DATA EXCERPTS
===============
//! Command codes shared by the binary module families.
//!
//! Only the commands every family implements the same way are listed; a
//! module-specific vocabulary builds its codes with [`Category::command`].
//!
//! [`Category::command`]: crate::classify::Category::command

use crate::classify::Category;

/// Software reset of the module.
pub const RESET: u8 = 0x00;
/// Query the module's operating state.
pub const GET_STATE: u8 = 0x01;
/// Transmit a data payload over the air.
pub const DATA: u8 = 0x04;

pub const RESET_REQ: u8 = Category::Request.command(RESET);
pub const RESET_CNF: u8 = Category::Confirmation.command(RESET);
pub const GET_STATE_REQ: u8 = Category::Request.command(GET_STATE);
pub const GET_STATE_CNF: u8 = Category::Confirmation.command(GET_STATE);
pub const DATA_REQ: u8 = Category::Request.command(DATA);
pub const DATA_CNF: u8 = Category::Confirmation.command(DATA);
/// Data received over the air.
pub const DATA_IND: u8 = Category::Indication.command(DATA);

/// Confirmation command byte answering a request for `identity`.
pub const fn confirmation_of(identity: u8) -> u8 {
    Category::Confirmation.command(identity)
}
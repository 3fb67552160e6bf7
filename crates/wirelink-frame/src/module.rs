//! A connected binary-framed module.

use std::future::Future;
use std::time::Duration;

use tracing::{debug, info};

use wirelink_core::error::Result;
use wirelink_core::stats::StatsSnapshot;
use wirelink_core::transport::Transport;
use wirelink_io::Session;

use crate::classify::Status;
use crate::commands;
use crate::frame::{encode_request, FrameProfile};
use crate::protocol::FrameProtocol;

/// A binary-framed radio or BLE module.
///
/// Built with [`BinaryModuleBuilder`](crate::builder::BinaryModuleBuilder).
/// Indications are delivered to the event sink chosen at build time.
///
/// Commands on one module must be awaited one at a time; each command
/// clears confirmations still pending for another.
pub struct BinaryModule {
    session: Session<FrameProtocol>,
    profile: FrameProfile,
}

impl BinaryModule {
    pub(crate) fn new(session: Session<FrameProtocol>, profile: FrameProfile) -> Self {
        BinaryModule { session, profile }
    }

    /// The framing profile in use.
    pub fn profile(&self) -> &FrameProfile {
        &self.profile
    }

    /// Send request `identity` with `payload` and require a successful
    /// confirmation.
    pub async fn request(&self, identity: u8, payload: &[u8]) -> Result<()> {
        self.request_expecting(identity, payload, Status::SUCCESS).await
    }

    /// Send request `identity` and require a confirmation with `expected`
    /// status.
    pub async fn request_expecting(
        &self,
        identity: u8,
        payload: &[u8],
        expected: Status,
    ) -> Result<()> {
        let bytes = encode_request(&self.profile, identity, payload)?;
        debug!(command = identity, len = payload.len(), "binary request");
        self.session
            .request_with_retry(&bytes, commands::confirmation_of(identity), expected)
            .await
    }

    /// Send request `identity` and return whatever status the module
    /// confirms with.
    pub async fn request_status(&self, identity: u8, payload: &[u8]) -> Result<Status> {
        let bytes = encode_request(&self.profile, identity, payload)?;
        debug!(command = identity, len = payload.len(), "binary request");
        self.session
            .request_status(&bytes, commands::confirmation_of(identity))
            .await
    }

    /// Software-reset the module.
    ///
    /// Local receive state is dropped first, so a frame cut off by the
    /// reset cannot swallow the confirmation.
    pub async fn reset(&self) -> Result<()> {
        self.session.reset();
        self.request(commands::RESET, &[]).await?;
        info!("module reset confirmed");
        Ok(())
    }

    /// Query the module's operating state; returns the confirmation status.
    pub async fn get_state(&self) -> Result<Status> {
        self.request_status(commands::GET_STATE, &[]).await
    }

    /// Transmit `payload` over the air.
    pub async fn send_data(&self, payload: &[u8]) -> Result<()> {
        self.request(commands::DATA, payload).await
    }

    /// Wait for the confirmation keyed `command` without sending anything.
    ///
    /// For exchanges the caller drives by hand through
    /// [`session`](Self::session). With `reset` the confirmation table is
    /// cleared before this returns.
    pub fn wait_for_confirmation(
        &self,
        command: u8,
        expected: Status,
        timeout: Duration,
        reset: bool,
    ) -> impl Future<Output = Result<()>> + Send + 'static {
        self.session
            .wait_for_confirmation(command, expected, timeout, reset)
    }

    /// The underlying session.
    pub fn session(&self) -> &Session<FrameProtocol> {
        &self.session
    }

    /// Snapshot of the receive counters.
    pub fn stats(&self) -> StatsSnapshot {
        self.session.stats()
    }

    /// Stop the IO task and hand back the transport.
    pub async fn close(self) -> Result<Box<dyn Transport>> {
        self.session.shutdown().await
    }
}
//! Transport implementations for wirelink.
//!
//! - [`SerialTransport`]: UART and USB CDC-ACM connections to wireless
//!   modules, built on `tokio-serial`.
//!
//! Test code uses `MockTransport` from `wirelink-test-harness` instead.

pub mod serial;

pub use serial::{DataBits, FlowControl, Parity, SerialConfig, SerialTransport, StopBits};
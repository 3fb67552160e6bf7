//! Single-byte XOR frame checksum.

use wirelink_core::error::{Error, Result};

/// XOR of every byte in `bytes`.
pub fn xor(bytes: &[u8]) -> u8 {
    bytes.iter().fold(0, |acc, b| acc ^ b)
}

/// Check that the last byte of `frame` equals the XOR of all preceding
/// bytes, start marker included.
pub fn validate(frame: &[u8]) -> Result<()> {
    let Some((&actual, body)) = frame.split_last() else {
        return Err(Error::Protocol("empty frame".into()));
    };
    let expected = xor(body);
    if expected == actual {
        Ok(())
    } else {
        Err(Error::ChecksumMismatch { expected, actual })
    }
}

#[cfg(test)]
mod tests {
    use super::*;

    #[test]
    fn xor_of_reset_request() {
        assert_eq!(xor(&[0x02, 0x00, 0x00]), 0x02);
        assert_eq!(xor(&[0x02, 0x40, 0x01, 0x00]), 0x43);
        assert_eq!(xor(&[]), 0x00);
    }

    #[test]
    fn validate_accepts_good_frame() {
        assert!(validate(&[0x02, 0x40, 0x01, 0x00, 0x43]).is_ok());
    }

    #[test]
    fn validate_rejects_flipped_bit() {
        match validate(&[0x02, 0x40, 0x01, 0x01, 0x43]) {
            Err(Error::ChecksumMismatch { expected, actual }) => {
                assert_eq!(expected, 0x42);
                assert_eq!(actual, 0x43);
            }
            other => panic!("expected ChecksumMismatch, got {other:?}"),
        }
    }

    #[test]
    fn validate_rejects_empty() {
        assert!(matches!(validate(&[]), Err(Error::Protocol(_))));
    }
}
//! Error types for wirelink.
//!
//! All fallible operations across the library return [`Result<T>`], which
//! uses [`Error`] as the error type. Transport failures, receive-path
//! integrity failures, and correlation failures each get their own variant so
//! callers can tell "the module never answered" apart from "the answer was
//! corrupted" or "the module said no".

/// The error type for all wirelink operations.
#[derive(Debug, thiserror::Error)]
pub enum Error {
    /// A transport-level error (serial port open/write failure).
    #[error("transport error: {0}")]
    Transport(String),

    /// A protocol-level error that does not fit a more specific variant.
    #[error("protocol error: {0}")]
    Protocol(String),

    /// Timed out waiting for a confirmation from the module.
    ///
    /// No corrupt frames were seen while waiting, so the module most likely
    /// never answered (powered off, wrong baud rate, unknown command).
    #[error("timeout waiting for confirmation")]
    Timeout,

    /// Timed out waiting for a confirmation, and frames were discarded for
    /// integrity failures during the wait.
    ///
    /// The confirmation was probably sent but arrived damaged.
    #[error("timeout waiting for confirmation ({dropped} corrupt frame(s) discarded)")]
    CorruptedFrames {
        /// Number of frames discarded while the wait was pending.
        dropped: u32,
    },

    /// A binary frame failed its XOR checksum.
    #[error("checksum mismatch: expected 0x{expected:02X}, got 0x{actual:02X}")]
    ChecksumMismatch {
        /// Checksum computed over the received bytes.
        expected: u8,
        /// Checksum byte carried by the frame.
        actual: u8,
    },

    /// A frame declared a payload length larger than the receive buffer.
    #[error("declared length {declared} exceeds receive capacity {capacity}")]
    LengthExceedsCapacity {
        /// Length carried in the frame header.
        declared: usize,
        /// Maximum payload the session accepts.
        capacity: usize,
    },

    /// A text line grew past the configured maximum before its terminator.
    #[error("line exceeds {capacity} bytes")]
    LineTooLong {
        /// Maximum line length the session accepts.
        capacity: usize,
    },

    /// The pending-confirmation table was full and a confirmation was dropped.
    #[error("confirmation table full, confirmation dropped")]
    CorrelatorOverflow,

    /// A confirmation arrived but carried an unexpected status.
    #[error("status mismatch: expected {expected}, got {actual}")]
    StatusMismatch {
        /// The status the caller asked for.
        expected: String,
        /// The status the module reported.
        actual: String,
    },

    /// A frame or line could not be classified and was dropped.
    #[error("unrecognized message: {0}")]
    UnrecognizedMessage(String),

    /// An outbound payload exceeds the module's maximum.
    #[error("payload of {len} bytes exceeds maximum of {max}")]
    PayloadTooLarge {
        /// Length of the rejected payload.
        len: usize,
        /// Maximum payload for the module profile.
        max: usize,
    },

    /// An invalid parameter was passed to a builder or request.
    #[error("invalid parameter: {0}")]
    InvalidParameter(String),

    /// No connection to the module has been established.
    #[error("not connected")]
    NotConnected,

    /// The connection to the module was lost unexpectedly.
    #[error("connection lost")]
    ConnectionLost,

    /// An underlying I/O error.
    #[error("I/O error: {0}")]
    Io(#[from] std::io::Error),
}

impl Error {
    /// Returns `true` for failures where resending the same request is a
    /// reasonable recovery: plain timeouts and corrupted confirmations.
    pub fn is_retryable(&self) -> bool {
        matches!(self, Error::Timeout | Error::CorruptedFrames { .. })
    }
}

/// A convenience `Result` alias using [`Error`] as the error type.
pub type Result<T> = std::result::Result<T, Error>;

#[cfg(test)]
mod tests {
    use super::*;

    #[test]
    fn error_display_timeout() {
        assert_eq!(Error::Timeout.to_string(), "timeout waiting for confirmation");
    }

    #[test]
    fn error_display_corrupted_frames() {
        let e = Error::CorruptedFrames { dropped: 2 };
        assert_eq!(
            e.to_string(),
            "timeout waiting for confirmation (2 corrupt frame(s) discarded)"
        );
    }

    #[test]
    fn error_display_checksum() {
        let e = Error::ChecksumMismatch {
            expected: 0x4A,
            actual: 0x4B,
        };
        assert_eq!(e.to_string(), "checksum mismatch: expected 0x4A, got 0x4B");
    }

    #[test]
    fn error_display_length() {
        let e = Error::LengthExceedsCapacity {
            declared: 1200,
            capacity: 964,
        };
        assert_eq!(
            e.to_string(),
            "declared length 1200 exceeds receive capacity 964"
        );
    }

    #[test]
    fn error_display_status_mismatch() {
        let e = Error::StatusMismatch {
            expected: "0x00".into(),
            actual: "0x01".into(),
        };
        assert_eq!(e.to_string(), "status mismatch: expected 0x00, got 0x01");
    }

    #[test]
    fn error_display_payload_too_large() {
        let e = Error::PayloadTooLarge { len: 300, max: 255 };
        assert_eq!(e.to_string(), "payload of 300 bytes exceeds maximum of 255");
    }

    #[test]
    fn error_display_overflow() {
        assert_eq!(
            Error::CorrelatorOverflow.to_string(),
            "confirmation table full, confirmation dropped"
        );
    }

    #[test]
    fn error_from_io() {
        let io_err = std::io::Error::new(std::io::ErrorKind::BrokenPipe, "pipe broken");
        let e: Error = io_err.into();
        assert!(matches!(e, Error::Io(_)));
        assert!(e.to_string().contains("pipe broken"));
    }

    #[test]
    fn retryable_classification() {
        assert!(Error::Timeout.is_retryable());
        assert!(Error::CorruptedFrames { dropped: 1 }.is_retryable());
        assert!(!Error::CorrelatorOverflow.is_retryable());
        assert!(!Error::NotConnected.is_retryable());
        assert!(!Error::StatusMismatch {
            expected: "OK".into(),
            actual: "ERROR".into()
        }
        .is_retryable());
    }

    #[test]
    fn error_is_send_sync() {
        fn assert_send<T: Send>() {}
        fn assert_sync<T: Sync>() {}
        assert_send::<Error>();
        assert_sync::<Error>();
    }
}
//! Mock serial transport for deterministic testing of the engine.
//!
//! [`MockTransport`] implements the [`Transport`] trait with pre-loaded
//! request/response pairs, plus a side channel ([`MockInjector`]) through
//! which a test can push unsolicited bytes while the transport itself is
//! owned by an IO task.
//!
//! # Example
//!
//! ```
//! use wirelink_test_harness::MockTransport;
//!
//! let mut mock = MockTransport::new();
//! // Reset request -> reset confirmation with status 0x00.
//! mock.expect(&[0x02, 0x00, 0x00, 0x02], &[0x02, 0x40, 0x01, 0x00, 0x43]);
//! let injector = mock.injector();
//! injector.push(&[0x02, 0x84, 0x00, 0x86]);
//! ```

use async_trait::async_trait;
use std::collections::VecDeque;
use std::sync::{Arc, Mutex, PoisonError};
use std::time::Duration;

use wirelink_core::error::{Error, Result};
use wirelink_core::transport::Transport;

/// A pre-loaded request/response pair for the mock transport.
#[derive(Debug, Clone)]
struct Expectation {
    /// The exact bytes we expect to be sent.
    request: Vec<u8>,
    /// The bytes to return once the matching request is sent.
    response: Vec<u8>,
}

/// Handle for pushing unsolicited bytes into a [`MockTransport`].
#[derive(Debug, Clone, Default)]
pub struct MockInjector {
    queue: Arc<Mutex<VecDeque<u8>>>,
}

impl MockInjector {
    /// Queue bytes to be returned by later `receive()` calls.
    pub fn push(&self, bytes: &[u8]) {
        self.queue
            .lock()
            .unwrap_or_else(PoisonError::into_inner)
            .extend(bytes.iter().copied());
    }

    /// Number of injected bytes not yet received.
    pub fn pending(&self) -> usize {
        self.queue
            .lock()
            .unwrap_or_else(PoisonError::into_inner)
            .len()
    }

    fn pop_into(&self, buf: &mut [u8]) -> usize {
        let mut queue = self.queue.lock().unwrap_or_else(PoisonError::into_inner);
        let n = queue.len().min(buf.len());
        for (slot, byte) in buf.iter_mut().zip(queue.drain(..n)) {
            *slot = byte;
        }
        n
    }
}

/// A mock [`Transport`] for testing without a module attached.
///
/// Expectations are consumed in order. When `send()` is called, the sent
/// data is recorded and matched against the next expectation; its response
/// is then returned by subsequent `receive()` calls, at most `chunk_size`
/// bytes at a time. Injected bytes are returned once no scripted response
/// is pending.
#[derive(Debug)]
pub struct MockTransport {
    /// Ordered queue of expected request/response pairs.
    expectations: VecDeque<Expectation>,
    /// The response data pending for the next `receive()` calls.
    pending_response: Option<Vec<u8>>,
    /// Cursor into the pending response.
    response_cursor: usize,
    /// Upper bound on bytes returned by one `receive()`.
    chunk_size: usize,
    /// Unsolicited bytes pushed by the test.
    injector: MockInjector,
    /// Whether the transport is "connected".
    connected: bool,
    /// Log of all bytes sent through this transport.
    sent_log: Vec<Vec<u8>>,
}

impl MockTransport {
    /// Create a new mock transport in the connected state.
    pub fn new() -> Self {
        MockTransport {
            expectations: VecDeque::new(),
            pending_response: None,
            response_cursor: 0,
            chunk_size: usize::MAX,
            injector: MockInjector::default(),
            connected: true,
            sent_log: Vec::new(),
        }
    }

    /// Add an expected request/response pair.
    pub fn expect(&mut self, request: &[u8], response: &[u8]) {
        self.expectations.push_back(Expectation {
            request: request.to_vec(),
            response: response.to_vec(),
        });
    }

    /// Deliver responses in pieces of at most `chunk_size` bytes, so the
    /// receive path sees partial frames.
    pub fn with_chunk_size(mut self, chunk_size: usize) -> Self {
        self.chunk_size = chunk_size.max(1);
        self
    }

    /// Handle for injecting unsolicited bytes after the transport has been
    /// moved into an IO task.
    pub fn injector(&self) -> MockInjector {
        self.injector.clone()
    }

    /// All data sent through this transport, one element per `send()`.
    pub fn sent_data(&self) -> &[Vec<u8>] {
        &self.sent_log
    }

    /// Number of expectations that have not yet been consumed.
    pub fn remaining_expectations(&self) -> usize {
        self.expectations.len()
    }

    /// Set the connected state. When `false`, `send()` and `receive()`
    /// return [`Error::NotConnected`].
    pub fn set_connected(&mut self, connected: bool) {
        self.connected = connected;
    }
}

impl Default for MockTransport {
    fn default() -> Self {
        Self::new()
    }
}

#[async_trait]
impl Transport for MockTransport {
    async fn send(&mut self, data: &[u8]) -> Result<()> {
        if !self.connected {
            return Err(Error::NotConnected);
        }

        self.sent_log.push(data.to_vec());

        if let Some(expectation) = self.expectations.pop_front() {
            if data != expectation.request.as_slice() {
                return Err(Error::Protocol(format!(
                    "unexpected send data: expected {:02X?}, got {:02X?}",
                    expectation.request, data
                )));
            }
            self.pending_response = Some(expectation.response);
            self.response_cursor = 0;
            Ok(())
        } else {
            Err(Error::Protocol(
                "no more expectations in mock transport".into(),
            ))
        }
    }

    async fn receive(&mut self, buf: &mut [u8], _timeout: Duration) -> Result<usize> {
        if !self.connected {
            return Err(Error::NotConnected);
        }

        if let Some(ref response) = self.pending_response {
            let remaining = &response[self.response_cursor..];
            let n = remaining.len().min(buf.len()).min(self.chunk_size);
            buf[..n].copy_from_slice(&remaining[..n]);
            self.response_cursor += n;
            if self.response_cursor >= response.len() {
                self.pending_response = None;
                self.response_cursor = 0;
            }
            if n > 0 {
                return Ok(n);
            }
        }

        let limit = buf.len().min(self.chunk_size);
        let n = self.injector.pop_into(&mut buf[..limit]);
        if n > 0 {
            Ok(n)
        } else {
            Err(Error::Timeout)
        }
    }

    async fn close(&mut self) -> Result<()> {
        self.connected = false;
        self.pending_response = None;
        self.response_cursor = 0;
        Ok(())
    }

    fn is_connected(&self) -> bool {
        self.connected
    }
}

#[cfg(test)]
mod tests {
    use super::*;

    #[tokio::test]
    async fn mock_transport_basic_send_receive() {
        let mut mock = MockTransport::new();
        let request = &[0x02, 0x00, 0x00, 0x02];
        let response = &[0x02, 0x40, 0x01, 0x00, 0x43];
        mock.expect(request, response);

        mock.send(request).await.unwrap();

        let mut buf = [0u8; 64];
        let n = mock
            .receive(&mut buf, Duration::from_millis(100))
            .await
            .unwrap();
        assert_eq!(&buf[..n], response);
    }

    #[tokio::test]
    async fn mock_transport_tracks_sent_data() {
        let mut mock = MockTransport::new();
        mock.expect(&[0x01, 0x02], &[0xFF]);
        mock.expect(&[0x03, 0x04], &[0xFE]);

        mock.send(&[0x01, 0x02]).await.unwrap();
        mock.send(&[0x03, 0x04]).await.unwrap();

        assert_eq!(mock.sent_data(), &[vec![0x01, 0x02], vec![0x03, 0x04]]);
        assert_eq!(mock.remaining_expectations(), 0);
    }

    #[tokio::test]
    async fn mock_transport_wrong_data_errors() {
        let mut mock = MockTransport::new();
        mock.expect(&[0x01], &[0xFF]);

        let result = mock.send(&[0x99]).await;
        assert!(matches!(result, Err(Error::Protocol(_))));
    }

    #[tokio::test]
    async fn mock_transport_no_expectations_errors() {
        let mut mock = MockTransport::new();
        assert!(matches!(mock.send(&[0x01]).await, Err(Error::Protocol(_))));
    }

    #[tokio::test]
    async fn mock_transport_receive_without_data_times_out() {
        let mut mock = MockTransport::new();
        let mut buf = [0u8; 8];
        let result = mock.receive(&mut buf, Duration::from_millis(10)).await;
        assert!(matches!(result, Err(Error::Timeout)));
    }

    #[tokio::test]
    async fn mock_transport_chunked_receive() {
        let mut mock = MockTransport::new().with_chunk_size(2);
        mock.expect(&[0x01], &[0xAA, 0xBB, 0xCC]);
        mock.send(&[0x01]).await.unwrap();

        let mut buf = [0u8; 16];
        let n = mock.receive(&mut buf, Duration::ZERO).await.unwrap();
        assert_eq!(&buf[..n], &[0xAA, 0xBB]);
        let n = mock.receive(&mut buf, Duration::ZERO).await.unwrap();
        assert_eq!(&buf[..n], &[0xCC]);
        assert!(matches!(
            mock.receive(&mut buf, Duration::ZERO).await,
            Err(Error::Timeout)
        ));
    }

    #[tokio::test]
    async fn mock_transport_injected_bytes_follow_response() {
        let mut mock = MockTransport::new();
        let injector = mock.injector();
        mock.expect(&[0x01], &[0xAA]);
        injector.push(&[0x10, 0x11]);
        mock.send(&[0x01]).await.unwrap();

        let mut buf = [0u8; 16];
        let n = mock.receive(&mut buf, Duration::ZERO).await.unwrap();
        assert_eq!(&buf[..n], &[0xAA]);
        let n = mock.receive(&mut buf, Duration::ZERO).await.unwrap();
        assert_eq!(&buf[..n], &[0x10, 0x11]);
        assert_eq!(injector.pending(), 0);
    }

    #[tokio::test]
    async fn mock_transport_disconnect() {
        let mut mock = MockTransport::new();
        assert!(mock.is_connected());
        mock.close().await.unwrap();
        assert!(!mock.is_connected());
        assert!(matches!(mock.send(&[0x01]).await, Err(Error::NotConnected)));

        let mut other = MockTransport::new();
        other.set_connected(false);
        let mut buf = [0u8; 4];
        assert!(matches!(
            other.receive(&mut buf, Duration::ZERO).await,
            Err(Error::NotConnected)
        ));
    }
}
===============
Say how many lines of the data include the string "Handle". Nothing other than the number should be given.

ANSWER TO THE PROBLEM
2